Anna Henrie
Sampler with House and Landscape
1839
Physical Qualities
Linen ground, wool and silk embroidery threads, 30 7/8 x 26 1/2 in. (78.4 x 67.3 cm.)
Credit Line
Gift of the Aaron and Lillie Straus Foundation, Inc.
Object Number
1958.32
In composition, Anna Henrie’s sampler is remarkably similar to those worked nearly 30 years earlier in Burlington County, New Jersey. Those samplers also featured a house with triangular pediments depicted with a flattened sense of perspective, as well as a second house on a hill, animals in the foreground, a front gate, and tall, narrow trees.

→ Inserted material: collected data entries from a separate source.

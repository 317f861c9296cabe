use std::process;

use log::{error, info};

use admin_ui_tester::browser::{BrowserConfig, BrowserFactory, WebDriverPage};
use admin_ui_tester::config::Config;
use admin_ui_tester::harness::AdminPageHarness;

#[tokio::main]
async fn main() {
    env_logger::init();

    let args: Vec<String> = std::env::args().collect();
    if args.len() < 4 {
        eprintln!(
            "Usage: {} <base-url> <app-label> <model-name> [browser]",
            args[0]
        );
        process::exit(2);
    }

    let config = Config::load();
    let factory = BrowserFactory::new(BrowserConfig::from_settings(&config));

    let driver = match factory.create(args.get(4).map(String::as_str)).await {
        Ok(driver) => driver,
        Err(err) => {
            error!("{}", err);
            process::exit(1);
        }
    };

    let page = WebDriverPage::new(driver.clone());
    let harness = AdminPageHarness::new(page, &config, &args[1], &args[2], &args[3]);
    let result = harness.run().await;

    if let Err(err) = driver.quit().await {
        log::warn!("Failed to close browser session: {}", err);
    }

    match result {
        Ok(outcomes) => {
            info!("Run finished with {} checks", outcomes.len());
            println!("✓ admin page checks passed for {}/{}", args[2], args[3]);
        }
        Err(err) => {
            eprintln!("{}", err);
            process::exit(1);
        }
    }
}
//! Browser session construction for the admin harness.
//!
//! This module builds WebDriver sessions (Chrome or Firefox) from the
//! crate configuration and adapts them to the [`Page`](crate::page::Page)
//! abstraction the harness drives.
//!
//! # Example
//!
//! ```no_run
//! use admin_ui_tester::browser::{BrowserConfig, BrowserFactory, WebDriverPage};
//! use admin_ui_tester::config::Config;
//! use admin_ui_tester::harness::AdminPageHarness;
//!
//! # async fn run() -> Result<(), Box<dyn std::error::Error>> {
//! let config = Config::load();
//!
//! // Start a browser session using the configured kind
//! let factory = BrowserFactory::new(BrowserConfig::from_settings(&config));
//! let driver = factory.create(None).await?;
//!
//! // Exercise one admin listing page
//! let page = WebDriverPage::new(driver.clone());
//! let harness = AdminPageHarness::new(page, &config, "http://localhost:8000", "shop", "product");
//! harness.run().await?;
//!
//! driver.quit().await?;
//! # Ok(())
//! # }
//! ```

pub mod config;
pub mod factory;
pub mod page;

// Re-export main types for convenience
pub use config::{BrowserConfig, BrowserKind};
pub use factory::{BrowserError, BrowserFactory};
pub use page::WebDriverPage;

By 1840, sampler-making had been eclipsed by the rage for Berlin wool work, a technique that involved stitching wool threads through a canvas according to preprinted patterns.

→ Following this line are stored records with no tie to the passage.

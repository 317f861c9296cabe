use std::fmt;
use std::time::Duration;

use crate::config::Config;

/// Supported browser kinds.
#[derive(Debug, Clone, Copy, PartialEq, Eq)]
pub enum BrowserKind {
    Chrome,
    Firefox,
}

impl BrowserKind {
    /// Parse a browser identifier, case-insensitively.
    pub fn parse(name: &str) -> Option<Self> {
        match name.to_lowercase().as_str() {
            "chrome" => Some(Self::Chrome),
            "firefox" => Some(Self::Firefox),
            _ => None,
        }
    }

    /// Conventional local WebDriver endpoint for this browser
    /// (chromedriver and geckodriver defaults).
    pub fn default_webdriver_url(&self) -> &'static str {
        match self {
            Self::Chrome => "http://localhost:9515",
            Self::Firefox => "http://localhost:4444",
        }
    }

    pub fn as_str(&self) -> &'static str {
        match self {
            Self::Chrome => "chrome",
            Self::Firefox => "firefox",
        }
    }
}

impl fmt::Display for BrowserKind {
    fn fmt(&self, f: &mut fmt::Formatter<'_>) -> fmt::Result {
        f.write_str(self.as_str())
    }
}

/// Configuration for browser sessions
#[derive(Debug, Clone)]
pub struct BrowserConfig {
    /// Browser identifier used when the caller does not pick one
    pub kind: String,

    /// Run browser in headless mode
    pub headless: bool,

    /// Browser window size
    pub window_width: u32,
    pub window_height: u32,

    /// Bound for explicit element waits
    pub wait_timeout: Duration,

    /// Implicit wait applied to the session's element lookups
    pub implicit_wait: Duration,

    /// WebDriver endpoint override; per-kind default when unset
    pub webdriver_url: Option<String>,

    /// Additional browser arguments
    pub extra_args: Vec<String>,
}

impl Default for BrowserConfig {
    fn default() -> Self {
        Self {
            kind: "chrome".to_string(),
            headless: true,
            window_width: 1920,
            window_height: 1080,
            wait_timeout: Duration::from_secs(10),
            implicit_wait: Duration::from_secs(10),
            webdriver_url: None,
            extra_args: vec![],
        }
    }
}

impl BrowserConfig {
    /// Build a browser configuration from the crate settings.
    pub fn from_settings(config: &Config) -> Self {
        let browser = &config.browser;
        Self {
            kind: browser.kind.clone(),
            headless: browser.headless,
            window_width: browser.window_width,
            window_height: browser.window_height,
            wait_timeout: Duration::from_secs(browser.wait_timeout_secs),
            implicit_wait: Duration::from_secs(browser.implicit_wait_secs),
            webdriver_url: browser.webdriver_url.clone(),
            extra_args: browser.extra_args.clone(),
        }
    }
}

#[cfg(test)]
mod tests {
    use super::*;

    #[test]
    fn test_default_config() {
        let config = BrowserConfig::default();
        assert_eq!(config.kind, "chrome");
        assert!(config.headless);
        assert_eq!(config.window_width, 1920);
        assert_eq!(config.window_height, 1080);
        assert_eq!(config.wait_timeout, Duration::from_secs(10));
        assert_eq!(config.implicit_wait, Duration::from_secs(10));
    }

    #[test]
    fn test_kind_parse_is_case_insensitive() {
        assert_eq!(BrowserKind::parse("chrome"), Some(BrowserKind::Chrome));
        assert_eq!(BrowserKind::parse("CHROME"), Some(BrowserKind::Chrome));
        assert_eq!(BrowserKind::parse("FireFox"), Some(BrowserKind::Firefox));
        assert_eq!(BrowserKind::parse("safari"), None);
        assert_eq!(BrowserKind::parse(""), None);
    }

    #[test]
    fn test_default_webdriver_urls() {
        assert_eq!(
            BrowserKind::Chrome.default_webdriver_url(),
            "http://localhost:9515"
        );
        assert_eq!(
            BrowserKind::Firefox.default_webdriver_url(),
            "http://localhost:4444"
        );
    }

    #[test]
    fn test_from_settings() {
        let mut settings = Config::default();
        settings.browser.kind = "firefox".to_string();
        settings.browser.headless = false;
        settings.browser.wait_timeout_secs = 3;
        settings.browser.extra_args = vec!["--lang=en".to_string()];

        let config = BrowserConfig::from_settings(&settings);
        assert_eq!(config.kind, "firefox");
        assert!(!config.headless);
        assert_eq!(config.wait_timeout, Duration::from_secs(3));
        assert_eq!(config.extra_args, vec!["--lang=en".to_string()]);
    }
}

The use of wool threads, the wide floral border, and the flowering bush and bird motifs in Anna Henrie’s sampler show the influence of this popular form of embroidery.
The Baltimore Museum of Art by gift, 1958;Aaron and Lillie Straus Foundation.

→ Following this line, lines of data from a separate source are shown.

use async_trait::async_trait;
use std::time::Duration;
use thirtyfour::prelude::*;

use crate::page::{Element, Page, Target, UiError};

const POLL_INTERVAL: Duration = Duration::from_millis(100);

// WebDriver codepoint for the Enter key
const ENTER_KEY: &str = "\u{E007}";

fn to_by(target: &Target) -> By {
    match target {
        Target::Id(v) => By::Id(v.as_str()),
        Target::Name(v) => By::Name(v.as_str()),
        Target::ClassName(v) => By::ClassName(v.as_str()),
        Target::Css(v) => By::Css(v.as_str()),
        Target::Tag(v) => By::Tag(v.as_str()),
    }
}

/// [`Page`] implementation backed by a live WebDriver session.
pub struct WebDriverPage {
    driver: WebDriver,
}

impl WebDriverPage {
    pub fn new(driver: WebDriver) -> Self {
        Self { driver }
    }

    /// Get a reference to the underlying session
    pub fn driver(&self) -> &WebDriver {
        &self.driver
    }

    /// Terminate the browser session.
    pub async fn quit(self) -> Result<(), UiError> {
        self.driver
            .quit()
            .await
            .map_err(|e| UiError::Session(e.to_string()))
    }
}

#[async_trait]
impl Page for WebDriverPage {
    async fn open(&self, url: &str) -> Result<(), UiError> {
        self.driver
            .goto(url)
            .await
            .map_err(|e| UiError::Navigation(format!("failed to open {}: {}", url, e)))
    }

    async fn back(&self) -> Result<(), UiError> {
        self.driver
            .back()
            .await
            .map_err(|e| UiError::Navigation(e.to_string()))
    }

    async fn find(&self, target: &Target) -> Result<Option<Box<dyn Element>>, UiError> {
        match self.driver.find(to_by(target)).await {
            Ok(elem) => Ok(Some(Box::new(WebDriverElement { elem }))),
            Err(WebDriverError::NoSuchElement(_)) => Ok(None),
            Err(e) => Err(UiError::Session(e.to_string())),
        }
    }

    async fn find_all(&self, target: &Target) -> Result<Vec<Box<dyn Element>>, UiError> {
        let elems = self
            .driver
            .find_all(to_by(target))
            .await
            .map_err(|e| UiError::Session(e.to_string()))?;
        Ok(elems
            .into_iter()
            .map(|elem| Box::new(WebDriverElement { elem }) as Box<dyn Element>)
            .collect())
    }

    async fn wait_for(&self, target: &Target, timeout: Duration) -> Result<(), UiError> {
        self.driver
            .query(to_by(target))
            .wait(timeout, POLL_INTERVAL)
            .first()
            .await
            .map(|_| ())
            .map_err(|_| UiError::Timeout(target.to_string()))
    }

    async fn screenshot_png(&self) -> Result<Vec<u8>, UiError> {
        self.driver
            .screenshot_as_png()
            .await
            .map_err(|e| UiError::Session(e.to_string()))
    }
}

/// [`Element`] implementation over a WebDriver element handle.
pub struct WebDriverElement {
    elem: WebElement,
}

#[async_trait]
impl Element for WebDriverElement {
    async fn text(&self) -> Result<String, UiError> {
        self.elem
            .text()
            .await
            .map_err(|e| UiError::Session(e.to_string()))
    }

    async fn attr(&self, name: &str) -> Result<Option<String>, UiError> {
        self.elem
            .attr(name)
            .await
            .map_err(|e| UiError::Session(e.to_string()))
    }

    async fn click(&self) -> Result<(), UiError> {
        self.elem
            .click()
            .await
            .map_err(|e| UiError::Session(e.to_string()))
    }

    async fn send_keys(&self, keys: &str) -> Result<(), UiError> {
        self.elem
            .send_keys(keys)
            .await
            .map_err(|e| UiError::Session(e.to_string()))
    }

    async fn submit(&self) -> Result<(), UiError> {
        self.elem
            .send_keys(ENTER_KEY)
            .await
            .map_err(|e| UiError::Session(e.to_string()))
    }

    async fn wait_clickable(&self, timeout: Duration) -> Result<(), UiError> {
        self.elem
            .wait_until()
            .wait(timeout, POLL_INTERVAL)
            .clickable()
            .await
            .map_err(|e| UiError::Timeout(e.to_string()))
    }

    async fn find_all(&self, target: &Target) -> Result<Vec<Box<dyn Element>>, UiError> {
        let elems = self
            .elem
            .find_all(to_by(target))
            .await
            .map_err(|e| UiError::Session(e.to_string()))?;
        Ok(elems
            .into_iter()
            .map(|elem| Box::new(WebDriverElement { elem }) as Box<dyn Element>)
            .collect())
    }
}

#[cfg(test)]
mod tests {
    use super::*;
    use crate::browser::{BrowserConfig, BrowserFactory};

    #[tokio::test]
    #[ignore] // Requires a running chromedriver
    async fn test_basic_navigation() {
        let factory = BrowserFactory::new(BrowserConfig::default());
        let driver = factory.create(None).await.unwrap();
        let page = WebDriverPage::new(driver);

        assert!(page.open("https://example.com").await.is_ok());
        assert!(page
            .find(&Target::tag("h1"))
            .await
            .unwrap()
            .is_some());

        page.quit().await.unwrap();
    }
}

Anita Jones, The Baltimore Museum of Art, "Lessons Learned: American Schoolgirl Embroideries," November 23, 2014-May 10, 2015.
Anita Jones, The Baltimore Museum of Art, 'The Accomplished Stitch: American Samplers and Silk Embroideries from the Collection,' 5/11-7/20/97, no. 11.
Anita Jones, The Baltimore Museum of Art, 'The Accomplished Stitch: American Samplers and Silk Embroideries from the Collection,' 5/11-7/20/97, no. 11.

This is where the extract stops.